> Directions
Find the line containing "assert!(cfg.prompts.system_file.is_none());", then output it and every line after it through the end of the listing below, exactly as written.
<<<<
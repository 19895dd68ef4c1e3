use std::collections::BTreeMap;
use std::path::{Path, PathBuf};

use serde::{Deserialize, Serialize};

use crate::errors::{PilotError, PilotResult};
use crate::executor::coordinator::CoordFormat;

#[derive(Debug, Clone, Serialize, Deserialize, Default)]
pub struct AppConfig {
    #[serde(default)]
    pub llm: LlmConfig,
    #[serde(default)]
    pub agent: AgentConfig,
    #[serde(default)]
    pub capture: CaptureConfig,
    #[serde(default)]
    pub input: InputConfig,
    #[serde(default)]
    pub prompts: PromptsConfig,
}

#[derive(Debug, Clone, Serialize, Deserialize)]
pub struct LlmConfig {
    pub active_provider: String,
    pub providers: BTreeMap<String, ProviderEntry>,
}

impl Default for LlmConfig {
    /// Mirrors the stock setup: a local Ollama gateway plus a hosted
    /// OpenAI-compatible endpoint.
    fn default() -> Self {
        let mut providers = BTreeMap::new();
        providers.insert(
            "ollama".to_string(),
            ProviderEntry {
                kind: ProviderKind::Ollama,
                display_name: "Ollama (local)".into(),
                api_base: "http://localhost:11434".into(),
                model: "qwen3-vl:8b".into(),
                temperature: None,
                max_tokens: None,
                timeout_secs: default_timeout_secs(),
                stream: false,
                api_key: None,
            },
        );
        providers.insert(
            "dashscope".to_string(),
            ProviderEntry {
                kind: ProviderKind::OpenAiCompatible,
                display_name: "Qwen API (DashScope)".into(),
                api_base: "https://dashscope.aliyuncs.com/compatible-mode/v1".into(),
                model: "qwen3-vl-flash".into(),
                temperature: None,
                max_tokens: Some(1024),
                timeout_secs: default_timeout_secs(),
                stream: false,
                api_key: None,
            },
        );
        Self {
            active_provider: "ollama".into(),
            providers,
        }
    }
}

#[derive(Debug, Clone, Copy, PartialEq, Eq, Serialize, Deserialize)]
#[serde(rename_all = "snake_case")]
pub enum ProviderKind {
    Ollama,
    #[serde(rename = "openai_compatible")]
    OpenAiCompatible,
}

#[derive(Debug, Clone, Serialize, Deserialize)]
pub struct ProviderEntry {
    pub kind: ProviderKind,
    #[serde(default)]
    pub display_name: String,
    pub api_base: String,
    pub model: String,
    /// Omitted from the request when unset.
    #[serde(default)]
    pub temperature: Option<f64>,
    #[serde(default)]
    pub max_tokens: Option<u32>,
    #[serde(default = "default_timeout_secs")]
    pub timeout_secs: u64,
    /// Only honoured by OpenAI-compatible providers.
    #[serde(default)]
    pub stream: bool,
    /// Falls back to env var PILOT_<ID>_API_KEY.
    #[serde(default)]
    pub api_key: Option<String>,
}

fn default_timeout_secs() -> u64 {
    120
}

#[derive(Debug, Clone, Serialize, Deserialize)]
pub struct AgentConfig {
    #[serde(default = "default_max_steps")]
    pub max_steps: u32,
    #[serde(default = "default_step_delay")]
    pub step_delay_secs: f64,
    #[serde(default)]
    pub coord_format: CoordFormat,
    #[serde(default = "default_true")]
    pub session_log: bool,
}

impl Default for AgentConfig {
    fn default() -> Self {
        Self {
            max_steps: default_max_steps(),
            step_delay_secs: default_step_delay(),
            coord_format: CoordFormat::default(),
            session_log: true,
        }
    }
}

fn default_max_steps() -> u32 {
    20
}

fn default_step_delay() -> f64 {
    1.0
}

#[derive(Debug, Clone, Serialize, Deserialize)]
pub struct CaptureConfig {
    #[serde(default = "default_max_width")]
    pub max_width: u32,
    #[serde(default = "default_max_height")]
    pub max_height: u32,
    #[serde(default = "default_jpeg_quality")]
    pub jpeg_quality: u8,
}

impl Default for CaptureConfig {
    fn default() -> Self {
        Self {
            max_width: default_max_width(),
            max_height: default_max_height(),
            jpeg_quality: default_jpeg_quality(),
        }
    }
}

fn default_max_width() -> u32 {
    1920
}

fn default_max_height() -> u32 {
    1080
}

fn default_jpeg_quality() -> u8 {
    85
}

#[derive(Debug, Clone, Serialize, Deserialize)]
pub struct InputConfig {
    /// Pause after every input primitive.
    #[serde(default = "default_pause")]
    pub pause_secs: f64,
    /// Refuse input while the cursor sits in a screen corner.
    #[serde(default = "default_true")]
    pub failsafe: bool,
}

impl Default for InputConfig {
    fn default() -> Self {
        Self {
            pause_secs: default_pause(),
            failsafe: true,
        }
    }
}

fn default_pause() -> f64 {
    0.5
}

#[derive(Debug, Clone, Serialize, Deserialize, Default)]
pub struct PromptsConfig {
    /// Replaces the embedded system prompt when set.
    #[serde(default)]
    pub system_file: Option<PathBuf>,
}

fn default_true() -> bool {
    true
}

impl AppConfig {
    /// Apply `PILOT_PROVIDER`, `PILOT_MODEL` and `PILOT_COORD_FORMAT` on top of
    /// the loaded file.
    pub fn apply_env_overrides(&mut self) -> PilotResult<()> {
        if let Ok(provider) = std::env::var("PILOT_PROVIDER") {
            self.llm.active_provider = provider;
        }
        if let Ok(model) = std::env::var("PILOT_MODEL") {
            self.set_model(model)?;
        }
        if let Ok(format) = std::env::var("PILOT_COORD_FORMAT") {
            self.agent.coord_format = format.parse()?;
        }
        Ok(())
    }

    /// Override the model of the active provider.
    pub fn set_model(&mut self, model: String) -> PilotResult<()> {
        let active = self.llm.active_provider.clone();
        let entry = self.llm.providers.get_mut(&active).ok_or_else(|| {
            PilotError::Config(format!("Active provider '{active}' not found in config"))
        })?;
        entry.model = model;
        Ok(())
    }

    /// The embedded prompt unless `[prompts] system_file` points elsewhere.
    pub fn system_prompt(&self) -> PilotResult<String> {
        match &self.prompts.system_file {
            Some(path) => Ok(std::fs::read_to_string(path)?),
            None => Ok(crate::agent_engine::prompt::DEFAULT_SYSTEM_PROMPT.to_string()),
        }
    }
}

fn resolve_config_path() -> PilotResult<Option<PathBuf>> {
    if let Ok(exe) = std::env::current_exe() {
        if let Some(parent) = exe.parent() {
            let candidate = parent.join("config.toml");
            if candidate.exists() {
                tracing::debug!(path = %candidate.display(), "config found next to executable");
                return Ok(Some(candidate));
            }
        }
    }

    let cwd = std::env::current_dir()?;
    let candidate = cwd.join("config.toml");
    if candidate.exists() {
        tracing::debug!(path = %candidate.display(), "config found in working directory");
        return Ok(Some(candidate));
    }

    Ok(None)
}

/// Load `config.toml` from an explicit path, next to the executable, or the
/// working directory. Falls back to built-in defaults when none exists.
pub fn load_config(explicit: Option<&Path>) -> PilotResult<AppConfig> {
    let path = match explicit {
        Some(p) if !p.exists() => {
            return Err(PilotError::Config(format!(
                "config file {} does not exist",
                p.display()
            )))
        }
        Some(p) => Some(p.to_path_buf()),
        None => resolve_config_path()?,
    };

    let mut config = match path {
        Some(path) => {
            let content = std::fs::read_to_string(&path)?;
            let config: AppConfig = toml::from_str(&content)?;
            tracing::info!(path = %path.display(), provider = %config.llm.active_provider, "config loaded");
            config
        }
        None => {
            tracing::info!("no config.toml found, using built-in defaults");
            AppConfig::default()
        }
    };
    config.apply_env_overrides()?;
    Ok(config)
}

pub fn save_config(config: &AppConfig, path: &Path) -> PilotResult<()> {
    let content = toml::to_string_pretty(config)?;
    std::fs::write(path, content)?;
    tracing::info!(path = %path.display(), "config saved");
    Ok(())
}

#[cfg(test)]
mod tests {
    use super::*;

    #[test]
    fn test_defaults_match_stock_setup() {
        let cfg = AppConfig::default();
        assert_eq!(cfg.llm.active_provider, "ollama");
        assert_eq!(cfg.agent.max_steps, 20);
        assert_eq!(cfg.agent.step_delay_secs, 1.0);
        assert_eq!(cfg.agent.coord_format, CoordFormat::Auto);
        assert_eq!(cfg.capture.jpeg_quality, 85);
        assert_eq!(cfg.input.pause_secs, 0.5);
        assert!(cfg.input.failsafe);
        assert_eq!(cfg.llm.providers["dashscope"].kind, ProviderKind::OpenAiCompatible);
    }

    #[test]
    fn test_partial_file_fills_defaults() {
        let toml_src = r#"
            [llm]
            active_provider = "router"

            [llm.providers.router]
            kind = "openai_compatible"
            api_base = "https://openrouter.ai/api/v1"
            model = "qwen/qwen2.5-vl-72b-instruct"
            stream = true

            [agent]
            max_steps = 8
            coord_format = "absolute"
        "#;
        let cfg: AppConfig = toml::from_str(toml_src).unwrap();
        let router = &cfg.llm.providers["router"];
        assert_eq!(router.timeout_secs, 120);
        assert!(router.stream);
        assert!(router.api_key.is_none());
        assert_eq!(cfg.agent.max_steps, 8);
        assert_eq!(cfg.agent.step_delay_secs, 1.0);
        assert_eq!(cfg.agent.coord_format, CoordFormat::Absolute);
        assert_eq!(cfg.capture.max_width, 1920);
    }

    #[test]
    fn test_save_and_reload() {
        let dir = tempfile::tempdir().unwrap();
        let path = dir.path().join("config.toml");
        let mut cfg = AppConfig::default();
        cfg.agent.max_steps = 5;
        cfg.agent.coord_format = CoordFormat::Normalized1000;
        save_config(&cfg, &path).unwrap();

        let reloaded: AppConfig = toml::from_str(&std::fs::read_to_string(&path).unwrap()).unwrap();
        assert_eq!(reloaded.agent.max_steps, 5);
        assert_eq!(reloaded.agent.coord_format, CoordFormat::Normalized1000);
        assert_eq!(reloaded.llm.providers.len(), 2);
    }

    #[test]
    fn test_provider_kind_tags() {
        let written = toml::to_string(&AppConfig::default()).unwrap();
        assert!(written.contains(r#"kind = "openai_compatible""#));
        assert!(written.contains(r#"kind = "ollama""#));
        assert!(!written.contains("open_ai_compatible"));

        let cfg: AppConfig = toml::from_str(&written).unwrap();
        assert_eq!(cfg.llm.providers["dashscope"].kind, ProviderKind::OpenAiCompatible);
    }

    #[test]
    fn test_example_file_parses() {
        let cfg: AppConfig = toml::from_str(include_str!("../config.example.toml")).unwrap();
        assert_eq!(cfg.llm.active_provider, "ollama");
        assert_eq!(cfg.llm.providers["dashscope"].max_tokens, Some(1024));
        assert_eq!(cfg.agent.coord_format, CoordFormat::Auto);
        assert!(cfg.prompts.system_file.is_none());
    }

    #[test]
    fn test_explicit_missing_path_is_error() {
        let err = load_config(Some(Path::new("/definitely/not/here.toml"))).unwrap_err();
        assert!(matches!(err, PilotError::Config(_)));
    }

    #[test]
    fn test_set_model_requires_active_provider() {
        let mut cfg = AppConfig::default();
        cfg.set_model("llava:13b".into()).unwrap();
        assert_eq!(cfg.llm.providers["ollama"].model, "llava:13b");

        cfg.llm.active_provider = "missing".into();
        assert!(cfg.set_model("x".into()).is_err());
    }
}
>>>>
> Output for this exercise
        assert!(cfg.prompts.system_file.is_none());
    }

    #[test]
    fn test_explicit_missing_path_is_error() {
        let err = load_config(Some(Path::new("/definitely/not/here.toml"))).unwrap_err();
        assert!(matches!(err, PilotError::Config(_)));
    }

    #[test]
    fn test_set_model_requires_active_provider() {
        let mut cfg = AppConfig::default();
        cfg.set_model("llava:13b".into()).unwrap();
        assert_eq!(cfg.llm.providers["ollama"].model, "llava:13b");

        cfg.llm.active_provider = "missing".into();
        assert!(cfg.set_model("x".into()).is_err());
    }
}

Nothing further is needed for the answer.